Le conseil territorial de lundi a été bouclé en moins d’une heure, malgré l’ouverture d’un sujet d’importance, qui risque d’animer les débats pendant de longs mois à venir : le PPRN (plan de prévention des risques naturels).
Derrière cet acronyme barbare se cache un document de la plus haute importance. Le PPRN, plan de prévention des risques naturels prévisibles, définit les zones inondables, sujettes aux aléas sismiques, aux éboulements de rocher... Donc les normes de construction adaptées, selon les zones. Et par ricochet, la valeur des terrains et le coût des assurances.
La délibération votée lundi soir concerne l’élaboration par la Collectivité de ce document. « C’est une formalité obligatoire, d’autant plus après le passage de l’ouragan », explique Bruno Magras en introduction. Ernest Magras, conseiller territorial de la majorité, tient à mettre en garde l’assemblée : « En tant qu’élu sensible aux problèmes de sécurité, mais aussi à ce que l’île soit accessible aux générations futures, je pense qu’il ne faut pas se précipiter et adopter des mesures qui seraient très contraignantes. Les anciens savaient s’adapter au profil accidenté de cette île», rappelle-t-il. Appel à la mesure partagé par le Président, qui souligne toutefois que ce document est nécessaire « pour que par la suite, les autorisations de construire soient délivrées en connaissance de cause. » Car si la Collectivité autorise une construction inadaptée dans une zone qu’elle sait dangereuse, on pourra se retourner contre elle.
« Nous avons une densité de population importante », poursuit Bruno Magras. « L’objectif aujourd’hui n’est pas de développer l’île mais d’améliorer l’existant. » Tout en priorisant la manne économique de Saint-Barth, le tourisme. « Il ne faut pas s’imaginer que parce qu’il y a eu des vagues à droite ou à gauche, on ne va plus construire sur les plages. Si on fait ça, on n’aura plus de touristes. »
Si tout le monde est d’accord sur l’importance de ce PPRN, Maxime Desouches, élu d’opposition (Saint-Barth Autrement), s’interroge sur cette délibération. En effet, la préfecture a publié en 2007 un arrêté similaire à cette dernière, qui serait toujours valable, selon lui. « Entre les deux arrêtés, il y a très peu de différences», s’étonne l’élu.

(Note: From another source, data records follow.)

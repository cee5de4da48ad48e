#[cfg(feature = "cli")]
pub mod cli;
pub mod toml_config;

use crate::core::Environment;
use crate::utils::error::Result;
use crate::utils::validation::{self, Validate};
use serde::{Deserialize, Serialize};
use std::path::PathBuf;
use std::time::Duration;

pub const DEFAULT_CATALOG_URLS: [&str; 2] = [
    "https://cloud-native-toolkit.github.io/automation-solutions/index.yaml",
    "https://modules.cloudnativetoolkit.dev/index.yaml",
];

pub fn default_catalog_urls() -> Vec<String> {
    DEFAULT_CATALOG_URLS.iter().map(|url| url.to_string()).collect()
}

/// Accepts either a JSON array (`["a","b"]`) or a comma separated list.
pub fn parse_catalog_urls(raw: &str) -> Vec<String> {
    let raw = raw.trim();
    if raw.starts_with('[') {
        if let Ok(urls) = serde_json::from_str::<Vec<String>>(raw) {
            return urls;
        }
    }
    raw.split(',')
        .map(str::trim)
        .filter(|url| !url.is_empty())
        .map(str::to_string)
        .collect()
}

#[derive(Debug, Clone, Serialize, Deserialize)]
#[cfg_attr(feature = "cli", derive(clap::Args))]
#[serde(default)]
pub struct EngineConfig {
    #[cfg_attr(
        feature = "cli",
        arg(
            long = "catalog-url",
            env = "AUTOMATION_CATALOGS",
            default_values_t = default_catalog_urls()
        )
    )]
    pub catalog_urls: Vec<String>,

    #[cfg_attr(feature = "cli", arg(long, env = "REDIS_URL"))]
    pub redis_url: Option<String>,

    #[cfg_attr(feature = "cli", arg(long, default_value_t = 2))]
    pub catalog_ttl_hours: u64,

    #[cfg_attr(feature = "cli", arg(long, default_value_t = 1))]
    pub sync_interval_hours: u64,

    #[cfg_attr(
        feature = "cli",
        arg(long, env = "APP_ENV", default_value_t = Environment::Production)
    )]
    pub environment: Environment,

    #[cfg_attr(feature = "cli", arg(long, default_value = "."))]
    pub data_dir: PathBuf,

    #[cfg_attr(feature = "cli", arg(long, default_value_t = 30))]
    pub request_timeout_secs: u64,

    #[cfg_attr(feature = "cli", arg(long, short, help = "Enable verbose output"))]
    pub verbose: bool,
}

impl Default for EngineConfig {
    fn default() -> Self {
        Self {
            catalog_urls: default_catalog_urls(),
            redis_url: None,
            catalog_ttl_hours: 2,
            sync_interval_hours: 1,
            environment: Environment::Production,
            data_dir: PathBuf::from("."),
            request_timeout_secs: 30,
            verbose: false,
        }
    }
}

impl EngineConfig {
    pub fn catalog_ttl(&self) -> Duration {
        Duration::from_secs(self.catalog_ttl_hours * 60 * 60)
    }

    pub fn sync_interval(&self) -> Duration {
        Duration::from_secs(self.sync_interval_hours * 60 * 60)
    }

    pub fn request_timeout(&self) -> Duration {
        Duration::from_secs(self.request_timeout_secs)
    }
}

impl Validate for EngineConfig {
    fn validate(&self) -> Result<()> {
        validation::validate_non_empty_list("catalog_urls", &self.catalog_urls)?;
        for url in &self.catalog_urls {
            validation::validate_url("catalog_urls", url)?;
        }
        if let Some(redis_url) = &self.redis_url {
            validation::validate_redis_url("redis_url", redis_url)?;
        }
        validation::validate_positive_number("catalog_ttl_hours", self.catalog_ttl_hours, 1)?;
        validation::validate_positive_number("sync_interval_hours", self.sync_interval_hours, 1)?;
        validation::validate_positive_number("request_timeout_secs", self.request_timeout_secs, 1)?;
        validation::validate_path("data_dir", &self.data_dir.to_string_lossy())?;
        Ok(())
    }
}
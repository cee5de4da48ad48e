use crate::core::catalog_store::CatalogStore;
use crate::core::version;
use crate::core::{Catalog, ServiceSummary, Storage};
use crate::utils::error::{CatalogError, Result};
use std::collections::HashSet;
use std::sync::Arc;

pub const MODULES_KEY: &str = "automation-modules";

pub fn module_key(name: &str) -> String {
    format!("module-{}", name)
}

/// Classifies every module and keeps the first occurrence of each name.
pub fn services_from_catalog(catalog: &Catalog) -> Vec<ServiceSummary> {
    let mut seen = HashSet::new();

    catalog
        .modules
        .iter()
        .filter(|module| seen.insert(module.name.as_str()))
        .map(|module| {
            let versions = module.version_strings();
            ServiceSummary {
                id: module.id.clone(),
                name: module.name.clone(),
                alias: module.alias.clone(),
                alias_ids: module.alias_ids.clone(),
                category: module.category.clone(),
                description: module.description.clone(),
                display_name: module.display_name.clone(),
                platforms: module.platforms.clone(),
                provider: module.provider.clone(),
                tags: module.tags.clone(),
                documentation: module.documentation.clone(),
                status: version::classify(&versions),
                versions,
            }
        })
        .collect()
}

pub struct ServiceIndexer<S: Storage> {
    store: Arc<CatalogStore<S>>,
}

impl<S: Storage> ServiceIndexer<S> {
    pub fn new(store: Arc<CatalogStore<S>>) -> Self {
        Self { store }
    }

    pub async fn list_services(&self) -> Result<Vec<ServiceSummary>> {
        if let Some(services) = self.cached_list().await {
            tracing::info!("Automation Modules retrieved from the cache");
            return Ok(services);
        }

        let catalog = self.store.get_catalog().await?;
        let services = services_from_catalog(&catalog);
        self.populate_cache(&services).await;
        Ok(services)
    }

    pub async fn get_service(&self, id: &str) -> Result<ServiceSummary> {
        if let Some(service) = self.cached_service(id).await {
            tracing::info!("Automation Module retrieved from the cache -> {}", id);
            return Ok(service);
        }

        let catalog = self.store.get_catalog().await?;
        let services = services_from_catalog(&catalog);
        self.populate_cache(&services).await;

        services
            .into_iter()
            .find(|service| service.name == id)
            .ok_or_else(|| CatalogError::NotFound { id: id.to_string() })
    }

    async fn cached_list(&self) -> Option<Vec<ServiceSummary>> {
        let cache = self.store.cache()?;
        match cache.get(MODULES_KEY).await {
            Ok(Some(raw)) => serde_json::from_str(&raw)
                .map_err(|e| tracing::warn!("Cached module list is not readable: {}", e))
                .ok(),
            Ok(None) => None,
            Err(e) => {
                tracing::warn!("Failed to read {} from cache: {}", MODULES_KEY, e);
                None
            }
        }
    }

    async fn cached_service(&self, id: &str) -> Option<ServiceSummary> {
        let cache = self.store.cache()?;
        let key = module_key(id);
        match cache.get(&key).await {
            Ok(Some(raw)) => serde_json::from_str(&raw)
                .map_err(|e| tracing::warn!("Cached module {} is not readable: {}", key, e))
                .ok(),
            Ok(None) => None,
            Err(e) => {
                tracing::warn!("Failed to read {} from cache: {}", key, e);
                None
            }
        }
    }

    /// Module entries share the catalog TTL so they never outlive the catalog they came from.
    async fn populate_cache(&self, services: &[ServiceSummary]) {
        let Some(cache) = self.store.cache() else {
            return;
        };
        let ttl = Some(self.store.ttl());

        for service in services {
            let key = module_key(&service.name);
            let stored = match serde_json::to_string(service) {
                Ok(raw) => cache.set(&key, &raw, ttl).await.map_err(|e| e.to_string()),
                Err(e) => Err(e.to_string()),
            };
            match stored {
                Ok(()) => tracing::debug!("Automation Module stored in cache -> {}", service.name),
                Err(e) => tracing::warn!("Failed to cache {}: {}", key, e),
            }
        }

        match serde_json::to_string(services) {
            Ok(raw) => {
                if let Err(e) = cache.set(MODULES_KEY, &raw, ttl).await {
                    tracing::warn!("Failed to cache {}: {}", MODULES_KEY, e);
                }
            }
            Err(e) => tracing::warn!("Failed to serialize module list: {}", e),
        }
    }
}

D’autant plus qu’après l’arrêté préfectoral de 2007, des réunions publiques se sont tenues sur l’île, et la DDE Guadeloupe (Direction départementale de l’équipement) a fini par élaborer une ébauche du PPRN. Un document jugé insatisfaisant par le président de la Collectivité. Depuis le 1er janvier 2008, celle-ci a récupéré cette compétence. En même temps, le PPRN relève aussi de la sécurité, compétence de l’Etat.
Le représentant de la préfecture à Saint-Barthélemy, Olivier Basset, l’assure : « On travaille en collaboration, notamment pour toute la partie technique. »
« Il va falloir que le projet que l’on présentera aux élus ne ressemble pas à celui qui avait été présenté à distance par les ingénieurs de la DDE à l’époque, auquel on n’a jamais donné suite, car il n’était tout simplement pas recevable », rappelle Bruno Magras. Son directeur de cabinet, Thierry Aron, nous précise : « Les ravines étaient mal positionnées, il ne correspondait pas du tout à la réalité de l’île… Entre-temps, nous avons adopté un code de l’environnement et la carte de l’urbanisme. Nous relançons le PPRN sur cette base. »
Il est à noter que des dispositions sont fixées dans le code de l’urbanisme actuel. « L’absence de PPRN n’empêche pas de prendre en compte la connaissance d’un risque dans la délivrance d’un permis de construire », précise Thierry Aron. « Mais le PPRN sera beaucoup plus détaillé, avec un zonage, et des conditions précises selon chaque zone. »
« Ce qui est contestable, c’est que l’arrêté de la préfecture en 2007 est passé à la trappe», estime Maxime Desouches. «Le PPRN réalisé à l’époque par la préfecture n’a jamais été soumis aux élus avant d’être retoqué. Et dans la délibération de lundi, à aucun moment il n’est fait mention du travail effectué en 2007 par la préfecture. On part comme si on était vierge. Pourquoi on n’a pas sorti de PPRN depuis 2007 ? Qu’on me donne une réponse, parce qu’il y a baleine sous caillou... »
Il y a fort à parier que ce débat n’est que le premier d’une longue série. En effet, la délibération de lundi, adoptée à la majorité, portait simplement sur les modalités de concertation lors de l’élaboration du PPRN. C’est à dire que les citoyens, associations ou entreprises peuvent, dès aujourd’hui, donner leur avis sur le projet dans des registres publics disponibles à la Collectivité.